[WORK TO COMPLETE]: Using the listing below, return every line that includes "Serialize".

————————

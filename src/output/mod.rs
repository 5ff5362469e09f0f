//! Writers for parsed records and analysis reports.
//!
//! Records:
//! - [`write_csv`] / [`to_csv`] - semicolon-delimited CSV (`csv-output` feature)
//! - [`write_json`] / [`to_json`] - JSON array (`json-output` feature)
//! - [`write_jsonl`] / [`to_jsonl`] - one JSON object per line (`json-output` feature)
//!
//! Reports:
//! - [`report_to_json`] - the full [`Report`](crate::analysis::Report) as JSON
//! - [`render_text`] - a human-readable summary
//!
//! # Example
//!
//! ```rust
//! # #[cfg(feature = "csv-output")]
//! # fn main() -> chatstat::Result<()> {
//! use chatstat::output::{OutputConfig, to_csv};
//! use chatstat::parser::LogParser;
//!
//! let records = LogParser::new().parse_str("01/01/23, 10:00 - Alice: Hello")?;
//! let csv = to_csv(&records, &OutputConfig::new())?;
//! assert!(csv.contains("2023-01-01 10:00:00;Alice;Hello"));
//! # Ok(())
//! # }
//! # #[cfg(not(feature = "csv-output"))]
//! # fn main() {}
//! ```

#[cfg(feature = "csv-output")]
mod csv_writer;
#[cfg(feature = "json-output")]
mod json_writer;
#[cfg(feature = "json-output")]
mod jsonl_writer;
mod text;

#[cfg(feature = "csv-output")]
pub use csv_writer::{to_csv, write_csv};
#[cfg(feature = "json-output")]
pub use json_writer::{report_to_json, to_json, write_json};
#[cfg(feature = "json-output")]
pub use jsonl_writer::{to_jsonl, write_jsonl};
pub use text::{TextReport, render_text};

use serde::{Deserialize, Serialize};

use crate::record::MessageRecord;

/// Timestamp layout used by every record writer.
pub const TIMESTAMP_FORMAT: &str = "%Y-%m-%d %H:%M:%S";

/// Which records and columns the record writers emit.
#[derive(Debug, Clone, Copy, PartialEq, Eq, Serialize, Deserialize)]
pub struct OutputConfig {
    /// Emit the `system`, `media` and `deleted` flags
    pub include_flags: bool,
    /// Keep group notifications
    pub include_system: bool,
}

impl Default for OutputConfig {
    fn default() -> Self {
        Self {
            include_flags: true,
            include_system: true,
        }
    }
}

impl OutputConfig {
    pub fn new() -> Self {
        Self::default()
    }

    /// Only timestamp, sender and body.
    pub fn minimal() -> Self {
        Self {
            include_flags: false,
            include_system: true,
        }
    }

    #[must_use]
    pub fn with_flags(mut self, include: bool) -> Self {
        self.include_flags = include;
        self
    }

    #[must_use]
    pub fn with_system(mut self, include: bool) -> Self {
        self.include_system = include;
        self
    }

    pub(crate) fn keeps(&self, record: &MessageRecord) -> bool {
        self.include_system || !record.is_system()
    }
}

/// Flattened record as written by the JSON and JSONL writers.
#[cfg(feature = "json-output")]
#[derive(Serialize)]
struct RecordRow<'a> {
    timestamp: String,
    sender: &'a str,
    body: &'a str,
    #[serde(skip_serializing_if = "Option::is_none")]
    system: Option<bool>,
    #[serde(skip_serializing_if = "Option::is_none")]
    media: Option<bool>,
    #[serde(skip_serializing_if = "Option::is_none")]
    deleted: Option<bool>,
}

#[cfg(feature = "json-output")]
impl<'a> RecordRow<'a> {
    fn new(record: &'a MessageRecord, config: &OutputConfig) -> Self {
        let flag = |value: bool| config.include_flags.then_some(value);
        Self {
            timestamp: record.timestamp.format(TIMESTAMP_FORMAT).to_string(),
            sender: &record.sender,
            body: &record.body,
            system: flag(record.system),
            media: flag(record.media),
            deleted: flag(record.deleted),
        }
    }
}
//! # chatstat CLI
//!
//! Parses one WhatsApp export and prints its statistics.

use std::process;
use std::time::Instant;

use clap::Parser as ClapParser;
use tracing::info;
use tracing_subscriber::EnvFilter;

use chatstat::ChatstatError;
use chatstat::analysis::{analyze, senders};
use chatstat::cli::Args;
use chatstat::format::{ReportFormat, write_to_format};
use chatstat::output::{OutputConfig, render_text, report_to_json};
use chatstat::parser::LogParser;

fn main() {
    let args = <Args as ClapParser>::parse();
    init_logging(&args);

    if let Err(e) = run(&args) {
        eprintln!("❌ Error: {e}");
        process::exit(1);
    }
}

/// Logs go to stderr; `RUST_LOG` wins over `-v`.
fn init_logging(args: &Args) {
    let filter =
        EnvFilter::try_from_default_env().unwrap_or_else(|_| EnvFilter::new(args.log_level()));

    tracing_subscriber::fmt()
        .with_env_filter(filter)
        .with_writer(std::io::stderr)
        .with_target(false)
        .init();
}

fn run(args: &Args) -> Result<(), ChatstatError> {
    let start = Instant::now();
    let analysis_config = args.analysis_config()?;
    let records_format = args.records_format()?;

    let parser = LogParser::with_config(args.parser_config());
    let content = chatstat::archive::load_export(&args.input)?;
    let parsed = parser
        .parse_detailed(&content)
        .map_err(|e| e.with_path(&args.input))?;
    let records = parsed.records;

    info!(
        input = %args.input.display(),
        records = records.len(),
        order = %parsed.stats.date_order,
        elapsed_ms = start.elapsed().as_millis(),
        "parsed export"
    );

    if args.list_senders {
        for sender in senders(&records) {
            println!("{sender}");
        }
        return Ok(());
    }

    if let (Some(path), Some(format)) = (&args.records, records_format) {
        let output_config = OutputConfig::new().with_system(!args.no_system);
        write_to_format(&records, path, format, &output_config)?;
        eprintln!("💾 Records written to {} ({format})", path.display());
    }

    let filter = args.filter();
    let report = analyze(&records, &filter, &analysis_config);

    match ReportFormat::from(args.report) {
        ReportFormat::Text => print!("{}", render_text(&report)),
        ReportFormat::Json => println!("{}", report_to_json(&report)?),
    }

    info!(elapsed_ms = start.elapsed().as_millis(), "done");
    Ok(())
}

————————

[SOLUTION TO THIS EXERCISE]:
use serde::{Deserialize, Serialize};
#[derive(Debug, Clone, Copy, PartialEq, Eq, Serialize, Deserialize)]
#[derive(Serialize)]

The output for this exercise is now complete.